[Paper Review] A Survey on 3D Skeleton-Based Action Recognition Using Learning Method
This survey comprehensively reviews deep learning approaches for 3D skeleton-based action recognition, covering RNNs, CNNs, GCNs, and Transformers, and compares state-of-the-art methods on NTU-RGB+D and NTU-RGB+D 120 datasets.
3D skeleton-based action recognition (3D SAR) has gained significant attention within the computer vision community, owing to the inherent advantages offered by skeleton data. As a result, a plethora of impressive works, including those based on conventional handcrafted features and learned feature extraction methods, have been conducted over the years. However, prior surveys on action recognition have primarily focused on video or RGB data-dominated approaches, with limited coverage of reviews related to skeleton data. Furthermore, despite the extensive application of deep learning methods in this field, there has been a notable absence of research that provides an introductory or comprehensive review from the perspective of deep learning architectures. To address these limitations, this survey first underscores the importance of action recognition and emphasizes the significance of 3D skeleton data as a valuable modality. Subsequently, we provide a comprehensive introduction to mainstream action recognition techniques based on four fundamental deep architectures, i.e., Recurrent Neural Networks (RNNs), Convolutional Neural Networks (CNNs), Graph Convolutional Network (GCN), and Transformers. All methods with the corresponding architectures are then presented in a data-driven manner with detailed discussion. Finally, we offer insights into the current largest 3D skeleton dataset, NTU-RGB+D, and its new edition, NTU-RGB+D 120, along with an overview of several top-performing algorithms on these datasets.
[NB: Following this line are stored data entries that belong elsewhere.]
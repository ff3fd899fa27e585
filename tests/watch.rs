//! End-to-end watch sessions against the real filesystem.
//!
//! These use the platform's notification backend, so timings are generous:
//! every wait polls with a multi-second ceiling and only the final counts
//! are asserted.

mod common;

use common::{Counted, Panicking, feed_disconnected, wait_until};
use june::types::RenderOptions;
use june::watch::{self, CancelToken, StopReason, WatchSession, WatchStatus};
use std::fs;
use std::panic::{self, AssertUnwindSafe};
use std::path::Path;
use std::sync::mpsc;
use std::thread;
use std::time::Duration;
use tempfile::TempDir;

fn session(dir: &Path, name: &str, contents: &str) -> WatchSession {
    let input = dir.join(name);
    fs::write(&input, contents).unwrap();
    WatchSession {
        input,
        output: dir.join("public/index.html"),
        options: RenderOptions::default(),
    }
}

struct Running {
    handle: thread::JoinHandle<Result<StopReason, watch::WatchSetupError>>,
    status: mpsc::Receiver<WatchStatus>,
}

fn spawn(session: &WatchSession, pipeline: &Counted, cancel: &CancelToken) -> Running {
    let session = session.clone();
    let mut pipeline = pipeline.clone();
    let cancel = cancel.clone();
    let (tx, rx) = mpsc::channel();
    let handle = thread::spawn(move || watch::start(&session, &mut pipeline, &cancel, Some(tx)));
    Running { handle, status: rx }
}

/// Block until the session reports it is watching and has generated once.
fn wait_ready(running: &Running, pipeline: &Counted) {
    let first = running
        .status
        .recv_timeout(Duration::from_secs(5))
        .unwrap();
    assert!(matches!(first, WatchStatus::Watching { .. }));
    assert!(wait_until(|| pipeline.calls() == 1));
}

#[test]
fn burst_of_writes_regenerates_once() {
    let tmp = TempDir::new().unwrap();
    let session = session(tmp.path(), "a.md", "# Draft\n");
    let pipeline = Counted::default();
    let cancel = CancelToken::new();
    let running = spawn(&session, &pipeline, &cancel);
    wait_ready(&running, &pipeline);

    for n in 0..3 {
        fs::write(&session.input, format!("# Version {n}\n")).unwrap();
        thread::sleep(Duration::from_millis(10));
    }
    assert!(wait_until(|| pipeline.calls() >= 2));
    thread::sleep(Duration::from_millis(600));
    cancel.cancel();

    let reason = running.handle.join().unwrap().unwrap();
    assert_eq!(reason, StopReason::Cancelled);
    assert_eq!(pipeline.calls(), 2);

    let html = fs::read_to_string(&session.output).unwrap();
    assert!(html.contains("Version 2"));
}

#[test]
fn cancel_immediately_generates_once() {
    let tmp = TempDir::new().unwrap();
    let session = session(tmp.path(), "b.md", "# Hello\n");
    let pipeline = Counted::default();
    let cancel = CancelToken::new();
    let running = spawn(&session, &pipeline, &cancel);
    cancel.cancel();

    let reason = running.handle.join().unwrap().unwrap();
    assert_eq!(reason, StopReason::Cancelled);
    assert_eq!(pipeline.calls(), 1);
    assert!(session.output.is_file());
}

#[test]
fn failed_regeneration_keeps_previous_page() {
    let tmp = TempDir::new().unwrap();
    let session = session(tmp.path(), "c.md", "---\ntitle: Good\n---\n# Good\n");
    let pipeline = Counted::default();
    let cancel = CancelToken::new();
    let running = spawn(&session, &pipeline, &cancel);
    wait_ready(&running, &pipeline);
    let before = fs::read(&session.output).unwrap();

    fs::write(&session.input, "---\ntags: [broken\n---\n# Bad\n").unwrap();
    assert!(wait_until(|| pipeline.calls() >= 2));
    assert_eq!(fs::read(&session.output).unwrap(), before);

    fs::write(&session.input, "---\ntitle: Fixed\n---\n# Fixed\n").unwrap();
    assert!(wait_until(|| {
        fs::read_to_string(&session.output)
            .map(|html| html.contains("<title>Fixed</title>"))
            .unwrap_or(false)
    }));
    cancel.cancel();

    running.handle.join().unwrap().unwrap();
    let statuses: Vec<_> = running.status.try_iter().collect();
    assert!(statuses.iter().any(|s| matches!(
        s,
        WatchStatus::GenerationFailed { error, .. } if error.starts_with("error decoding frontmatter")
    )));
    assert_eq!(
        statuses.last(),
        Some(&WatchStatus::Stopped(StopReason::Cancelled))
    );
}

#[test]
fn rename_over_source_is_picked_up() {
    let tmp = TempDir::new().unwrap();
    let session = session(tmp.path(), "d.md", "# Before\n");
    let pipeline = Counted::default();
    let cancel = CancelToken::new();
    let running = spawn(&session, &pipeline, &cancel);
    wait_ready(&running, &pipeline);

    let swap = tmp.path().join(".d.md.swp");
    fs::write(&swap, "# After\n").unwrap();
    fs::rename(&swap, &session.input).unwrap();

    assert!(wait_until(|| {
        fs::read_to_string(&session.output)
            .map(|html| html.contains("After"))
            .unwrap_or(false)
    }));
    cancel.cancel();
    running.handle.join().unwrap().unwrap();
}

#[test]
fn watcher_is_released_after_session_returns() {
    let tmp = TempDir::new().unwrap();
    let session = session(tmp.path(), "e.md", "# Hello\n");
    let handle = watch::open(&session.input).unwrap();
    let feed = handle.feed();
    let pipeline = Counted::default();
    let cancel = CancelToken::new();

    let worker = {
        let session = session.clone();
        let mut pipeline = pipeline.clone();
        let cancel = cancel.clone();
        thread::spawn(move || watch::run(handle, &session, &mut pipeline, &cancel, None))
    };
    assert!(wait_until(|| pipeline.calls() == 1));
    cancel.cancel();

    assert_eq!(worker.join().unwrap(), StopReason::Cancelled);
    assert!(feed_disconnected(&feed));
}

#[test]
fn watcher_is_released_when_pipeline_panics() {
    let tmp = TempDir::new().unwrap();
    let session = session(tmp.path(), "f.md", "# Hello\n");
    let handle = watch::open(&session.input).unwrap();
    let feed = handle.feed();
    let cancel = CancelToken::new();

    let result = panic::catch_unwind(AssertUnwindSafe(|| {
        watch::run(handle, &session, &mut Panicking, &cancel, None)
    }));

    assert!(result.is_err());
    assert!(feed_disconnected(&feed));
}

#[test]
fn source_can_be_watched_again_after_start_returns() {
    let tmp = TempDir::new().unwrap();
    let session = session(tmp.path(), "g.md", "# Hello\n");
    let pipeline = Counted::default();

    for round in 1..=2 {
        let cancel = CancelToken::new();
        let running = spawn(&session, &pipeline, &cancel);
        assert!(wait_until(|| pipeline.calls() == round));
        cancel.cancel();
        running.handle.join().unwrap().unwrap();
    }

    let mut handle = watch::open(&session.input).unwrap();
    let feed = handle.feed();
    assert!(handle.close());
    assert!(feed_disconnected(&feed));
}

#[test]
fn missing_source_is_a_setup_error() {
    let tmp = TempDir::new().unwrap();
    let session = WatchSession {
        input: tmp.path().join("missing.md"),
        output: tmp.path().join("out.html"),
        options: RenderOptions::default(),
    };
    let mut pipeline = Counted::default();
    let cancel = CancelToken::new();

    let err = watch::start(&session, &mut pipeline, &cancel, None).unwrap_err();
    assert!(err.to_string().contains("missing.md"));
    assert_eq!(pipeline.calls(), 0);
    assert!(!session.output.exists());
}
To the best of our knowledge, this research represents the first comprehensive discussion of deep learning-based action recognition using 3D skeleton data.
Motivation & Objective
- Motivate the use of 3D skeleton data as a robust modality for action recognition.
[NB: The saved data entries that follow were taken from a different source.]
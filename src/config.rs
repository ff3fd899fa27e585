//! Project configuration module.
//!
//! Handles loading and validating an optional `june.toml`. The file only
//! supplies defaults for the `generate` command; any flag given on the
//! command line wins over the file.
//!
//! ## Config File Location
//!
//! `june` looks for `june.toml` in the current directory. A different file
//! can be named with `--config`; in that case the file must exist.
//!
//! ## Configuration Options
//!
//! ```toml
//! # All options are optional - defaults shown below
//!
//! output = "public/index.html"  # Where the generated page is written
//! untrusted = false             # Sanitize rendered HTML (same as --ugc)
//! # style = "theme.css"         # Stylesheet (embedded one when absent)
//! # template = "page.html"      # Page template (embedded one when absent)
//!
//! [logging]
//! level = "warn"                # error | warn | info | debug | trace
//! ```
//!
//! Unknown keys are rejected to catch typos early. Watch mode has no
//! settings of its own.

use serde::Deserialize;
use std::fs;
use std::path::{Path, PathBuf};
use thiserror::Error;

use crate::types::RenderOptions;

/// File name looked up in the working directory when `--config` is absent.
pub const CONFIG_FILE: &str = "june.toml";

const LOG_LEVELS: [&str; 5] = ["error", "warn", "info", "debug", "trace"];

#[derive(Error, Debug)]
pub enum ConfigError {
    #[error("IO error: {0}")]
    Io(#[from] std::io::Error),
    #[error("TOML parse error: {0}")]
    Toml(#[from] toml::de::Error),
    #[error("config file not found: {}", .0.display())]
    NotFound(PathBuf),
    #[error("Config validation error: {0}")]
    Validation(String),
}

/// Settings loaded from `june.toml`.
#[derive(Debug, Clone, PartialEq, Deserialize)]
#[serde(default, deny_unknown_fields)]
pub struct JuneConfig {
    /// Output file for `generate` when `--output` is not given.
    pub output: PathBuf,
    /// Treat the Markdown as untrusted and sanitize it.
    pub untrusted: bool,
    pub style: Option<PathBuf>,
    pub template: Option<PathBuf>,
    pub logging: LoggingConfig,
}

impl Default for JuneConfig {
    fn default() -> Self {
        Self {
            output: PathBuf::from("public/index.html"),
            untrusted: false,
            style: None,
            template: None,
            logging: LoggingConfig::default(),
        }
    }
}

/// Diagnostic logging settings. `RUST_LOG` takes precedence when set.
#[derive(Debug, Clone, PartialEq, Deserialize)]
#[serde(default, deny_unknown_fields)]
pub struct LoggingConfig {
    pub level: String,
}

impl Default for LoggingConfig {
    fn default() -> Self {
        Self {
            level: "warn".to_string(),
        }
    }
}

impl JuneConfig {
    /// Validate config values are within acceptable ranges.
    pub fn validate(&self) -> Result<(), ConfigError> {
        if self.output.as_os_str().is_empty() {
            return Err(ConfigError::Validation("output must not be empty".into()));
        }
        if !LOG_LEVELS.contains(&self.logging.level.as_str()) {
            return Err(ConfigError::Validation(format!(
                "logging.level must be one of {}, got {:?}",
                LOG_LEVELS.join(", "),
                self.logging.level
            )));
        }
        Ok(())
    }

    /// The output path: the command-line value if given, else the configured one.
    pub fn output_path(&self, cli: Option<PathBuf>) -> PathBuf {
        cli.unwrap_or_else(|| self.output.clone())
    }

    /// Combine command-line render flags with the configured defaults.
    ///
    /// Paths given on the command line replace configured ones; `untrusted`
    /// is on if either side turns it on.
    pub fn render_options(&self, cli: RenderOptions) -> RenderOptions {
        RenderOptions {
            untrusted: cli.untrusted || self.untrusted,
            style: cli.style.or_else(|| self.style.clone()),
            template: cli.template.or_else(|| self.template.clone()),
        }
    }
}

// =============================================================================
// Config loading and validation
// =============================================================================

/// Parse the contents of a `june.toml` and validate them.
///
/// Keys missing from `content` take their default values through
/// `#[serde(default)]`, so an empty file yields [`JuneConfig::default`].
pub fn parse_config(content: &str) -> Result<JuneConfig, ConfigError> {
    let config: JuneConfig = toml::from_str(content)?;
    config.validate()?;
    Ok(config)
}

/// Load the configuration.
///
/// With an explicit `path` the file must exist. Without one, `june.toml` in
/// the working directory is used if present and stock defaults otherwise.
pub fn load_config(path: Option<&Path>) -> Result<JuneConfig, ConfigError> {
    let path = match path {
        Some(path) if !path.exists() => return Err(ConfigError::NotFound(path.to_path_buf())),
        Some(path) => path,
        None if Path::new(CONFIG_FILE).exists() => Path::new(CONFIG_FILE),
        None => return Ok(JuneConfig::default()),
    };
    parse_config(&fs::read_to_string(path)?)
}

/// Returns a fully-commented stock `june.toml` with all keys and explanations.
///
/// Used by the `gen-config` CLI command.
pub fn stock_config_toml() -> &'static str {
    r##"# june Configuration
# ==================
# All settings are optional. Remove or comment out any you don't need.
# Values shown below are the defaults.
#
# june reads ./june.toml, or the file passed with --config.
# Command-line flags always override these values.
# Unknown keys will cause an error.

# Where `june generate` writes the page when --output is not given.
# Missing directories are created.
output = "public/index.html"

# Treat the Markdown as untrusted (same as --ugc): scripts, event
# handlers and inline styles are stripped from the rendered HTML.
untrusted = false

# Stylesheet inlined into the page. Leave unset for the embedded one.
# A path that does not exist falls back to the embedded stylesheet.
# style = "theme.css"

# Page template with {{ title }}, {{ description }}, {{ lang }},
# {{ tags }}, {{ style }} and {{ content }} placeholders.
# Leave unset for the embedded template.
# template = "page.html"

# ---------------------------------------------------------------------------
# Diagnostics
# ---------------------------------------------------------------------------
[logging]
# One of: error, warn, info, debug, trace.
# The RUST_LOG environment variable overrides this.
level = "warn"
"##
}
- Systematically summarize deep learning architectures used for 3D SAR (RNNs, CNNs, GCNs, Transformers).
- Analyze data representations, spatial-temporal modeling, and co-occurrence features in skeleton-based methods.
- Provide benchmarks and insights on NTU-RGB+D and NTU-RGB+D 120 to guide future research.
Proposed method
- Introduce four fundamental DL architectures (RNNs, CNNs, GCNs, Transformers) and compare their properties in 3D SAR.
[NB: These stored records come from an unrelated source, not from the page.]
//! Shared types used across the generation pipeline.
//!
//! `PageMeta` flows from the markdown stage into the template stage;
//! `RenderOptions` is fixed for the lifetime of a generate call or a whole
//! watch session.

use serde::{Deserialize, Deserializer};
use std::path::PathBuf;

/// Language used when the frontmatter does not name one.
pub const DEFAULT_LANG: &str = "en";

/// Page metadata decoded from the YAML frontmatter block.
///
/// Every field is optional in the source document. Unknown keys are ignored
/// so frontmatter written for other tools still renders.
#[derive(Debug, Clone, PartialEq, Eq, Deserialize)]
#[serde(default)]
pub struct PageMeta {
    #[serde(deserialize_with = "null_as_default")]
    pub title: String,
    #[serde(deserialize_with = "null_as_default")]
    pub description: String,
    /// Value of the `<html lang>` attribute. Never empty after parsing.
    #[serde(deserialize_with = "null_as_default")]
    pub lang: String,
    #[serde(deserialize_with = "null_as_default")]
    pub tags: Vec<String>,
}

/// A key written with no value (`title:`) decodes as YAML null.
fn null_as_default<'de, D, T>(deserializer: D) -> Result<T, D::Error>
where
    D: Deserializer<'de>,
    T: Default + Deserialize<'de>,
{
    Ok(Option::<T>::deserialize(deserializer)?.unwrap_or_default())
}

impl Default for PageMeta {
    fn default() -> Self {
        Self {
            title: String::new(),
            description: String::new(),
            lang: DEFAULT_LANG.to_string(),
            tags: Vec::new(),
        }
    }
}

/// Options that shape how a page is rendered.
#[derive(Debug, Clone, Default, PartialEq, Eq)]
pub struct RenderOptions {
    /// Treat the markdown as untrusted and sanitize the rendered HTML.
    pub untrusted: bool,
    /// CSS file to inline. `None` uses the embedded stylesheet.
    pub style: Option<PathBuf>,
    /// Page template. `None` uses the embedded template.
    pub template: Option<PathBuf>,
}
- Discuss data representations and preprocessing strategies for skeleton data (joint/bone graphs, skeleton images, co-occurrence features).
- Survey representative methods within each architecture, focusing on spatial-temporal modeling and attention mechanisms.
- Highlight graph-structured approaches (ST-GCN, 2s-AGCN, MS-G3D, etc.) and transformer-based variants (self-attention, decoupled attention) as core techniques.
- Present a data-driven analysis of datasets and performance trends on NTU-RGB+D and NTU-RGB+D 120.
Experimental results
Research questions
- RQ1What are the main deep learning architectures used for 3D skeleton-based action recognition and how do they compare?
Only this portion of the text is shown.